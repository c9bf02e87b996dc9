//! Command line argument parsing for the entity-synonyms CLI using clap.

use std::path::PathBuf;

use clap::{Parser, Subcommand, ValueEnum};
use log::LevelFilter;
use serde::{Deserialize, Serialize};

/// entity-synonyms - learn and apply canonical entity values
#[derive(Parser, Debug, Clone)]
#[command(name = "entity-synonyms")]
#[command(about = "Learn entity synonyms and map entity values to canonical forms")]
#[command(version = env!("CARGO_PKG_VERSION"))]
#[command(long_about = None)]
pub struct EntitySynonymsArgs {
    /// Verbosity level (0=quiet, 1=normal, 2=verbose, 3=debug)
    #[arg(short, long, action = clap::ArgAction::Count)]
    pub verbose: u8,

    /// Quiet mode (overrides verbose)
    #[arg(short, long)]
    pub quiet: bool,

    /// Output format
    #[arg(short = 'f', long = "format", default_value = "human")]
    pub output_format: OutputFormat,

    /// Pretty-print JSON output
    #[arg(long)]
    pub pretty: bool,

    /// Subcommand to execute
    #[command(subcommand)]
    pub command: Command,
}

impl EntitySynonymsArgs {
    /// Get the effective verbosity level
    pub fn verbosity(&self) -> u8 {
        if self.quiet {
            0
        } else {
            match self.verbose {
                0 => 1, // Default to normal
                n => n,
            }
        }
    }

    /// Log level for the effective verbosity: quiet shows errors only,
    /// the default shows warnings, and each `-v` opens one more level.
    pub fn log_level(&self) -> LevelFilter {
        match self.verbosity() {
            0 => LevelFilter::Error,
            1 => LevelFilter::Warn,
            2 => LevelFilter::Info,
            _ => LevelFilter::Debug,
        }
    }
}

/// Available CLI commands
#[derive(Subcommand, Debug, Clone)]
pub enum Command {
    /// Train a synonym model from a training data file
    Train(TrainArgs),

    /// Map entity values through a trained model
    Process(ProcessArgs),

    /// Show the synonyms stored in a model
    Show(ShowArgs),
}

/// Arguments for training a model
#[derive(Parser, Debug, Clone)]
pub struct TrainArgs {
    /// Training data file (JSON)
    #[arg(short, long, value_name = "FILE")]
    pub data: PathBuf,

    /// Directory to write the model into
    #[arg(short, long, value_name = "DIR", env = "ENTITY_SYNONYMS_MODEL_DIR")]
    pub model_dir: PathBuf,

    /// Language of the training data
    #[arg(short, long)]
    pub language: Option<String>,
}

/// Arguments for processing entities
#[derive(Parser, Debug, Clone)]
pub struct ProcessArgs {
    /// Directory containing a trained model
    #[arg(short, long, value_name = "DIR", env = "ENTITY_SYNONYMS_MODEL_DIR")]
    pub model_dir: PathBuf,

    /// JSON file with an array of entities
    #[arg(short, long, value_name = "FILE", conflicts_with = "values")]
    pub input: Option<PathBuf>,

    /// Entity values to map (repeatable)
    #[arg(long = "value", value_name = "VALUE")]
    pub values: Vec<String>,
}

/// Arguments for showing a model
#[derive(Parser, Debug, Clone)]
pub struct ShowArgs {
    /// Directory containing a trained model
    #[arg(short, long, value_name = "DIR", env = "ENTITY_SYNONYMS_MODEL_DIR")]
    pub model_dir: PathBuf,
}

/// Output formats for CLI
#[derive(ValueEnum, Debug, Clone, Serialize, Deserialize)]
#[serde(rename_all = "lowercase")]
pub enum OutputFormat {
    /// Human-readable output
    Human,
    /// JSON output
    Json,
}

··········

**Task details:** State how many lines of the data contain the word "Arguments". Nothing besides the number belongs in the reply.

**Exercise result:** 3